A toalha da Canonical relativamente ao mundo dos dispositivos móveis e da convergência foi atirada ao chão, sem grande margem para outras interpretações. Perde-se assim mais uma alternativa ao duopólio Android-iOS e perde-se competitividade no mercado. Perde-se também mais uma empresa que perseguia o sonho do smartphone-computador.

Rei morto, rei posto

Felizmente para a Canonical, o seu futuro e o futuro do Ubuntu não estavam diretamente dependentes da aposta no segmento mobile. Era uma ramificação que a empresa queria explorar, mas nunca foram depositados esforços e dinheiro em escalas que pudessem colocar em causa outras vertentes do sistema operativo open source.

Bem pelo contrário.
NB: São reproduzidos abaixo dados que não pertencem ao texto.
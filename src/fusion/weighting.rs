//! Source weighting policies
//!
//! Two combination rules have been used for the same pair of sources. Both are
//! kept selectable so a run always records which one produced its numbers.

use serde::{Deserialize, Serialize};
use std::str::FromStr;

use crate::domain::ProbabilityTriple;

/// Default factor applied to the basic source under `DiscountedBasic`
pub const DEFAULT_BASIC_DISCOUNT: f64 = 0.8;

#[derive(Debug, Clone, Copy, PartialEq, Eq, Default, Serialize, Deserialize)]
#[serde(rename_all = "snake_case")]
pub enum WeightingPolicy {
    /// `basic + advanced`
    UnweightedSum,
    /// `basic * discount + advanced`
    #[default]
    DiscountedBasic,
}

impl WeightingPolicy {
    pub fn label(&self) -> &'static str {
        match self {
            Self::UnweightedSum => "unweighted_sum",
            Self::DiscountedBasic => "discounted_basic",
        }
    }

    /// Combine the two raw triples component-wise. The result is not normalized.
    pub fn combine(
        &self,
        basic: &ProbabilityTriple,
        advanced: &ProbabilityTriple,
        basic_discount: f64,
    ) -> ProbabilityTriple {
        match self {
            Self::UnweightedSum => basic.add(advanced),
            Self::DiscountedBasic => basic.scale(basic_discount).add(advanced),
        }
    }
}

impl std::fmt::Display for WeightingPolicy {
    fn fmt(&self, f: &mut std::fmt::Formatter<'_>) -> std::fmt::Result {
        write!(f, "{}", self.label())
    }
}

impl FromStr for WeightingPolicy {
    type Err = String;

    fn from_str(raw: &str) -> std::result::Result<Self, Self::Err> {
        match raw.trim().to_ascii_lowercase().replace('-', "_").as_str() {
            "unweighted_sum" | "unweighted" | "sum" => Ok(Self::UnweightedSum),
            "discounted_basic" | "discounted" => Ok(Self::DiscountedBasic),
            other => Err(format!(
                "invalid weighting policy '{other}'; expected unweighted_sum|discounted_basic"
            )),
        }
    }
}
Tal como Mark Shuttleworth escreveu na mesma publicação, os segmentos de Internet das Coisas (IoT na sigla em inglês) e de computação cloud estão em franco crescimento. Juntamente com a aposta no desktop, estes serão dois pilares nos quais a Canonical espera suportar o futuro do Ubuntu.

“Provavelmente todos sabem que a maior parte das cloud públicas, e muitas das infraestruturas cloud privadas Linux, dependem do Ubuntu. Também devem saber que muito do trabalho IoT feito em carros, robótica, redes e machine learning é em Ubuntu. (…) A escolha, em última instância, é investir nas áreas que estão a contribuir para o crescimento da empresa”, reafirmou Shuttleworth.

Este é portanto o dia que marca uma nova etapa para o Ubuntu – não em termos de estratégia, pois estas decisões são apenas um reflexo da evolução natural que a distribuição Linux tem conhecido, mas por deixar bem claro qual o rumo que a Canonical pretende seguir, afastando de vez o fantasma dos dispositivos móveis.

O Ubuntu, como sistema operativo, também vai voltar um pouco às origens: o interface do ambiente de trabalho voltará a ser GNOME, caindo de vez o ambiente Unity que sempre causou alguma divisão dentro do sistema operativo. A versão Ubuntu 18.04 LTS será a primeira a reintegrar o GNOME.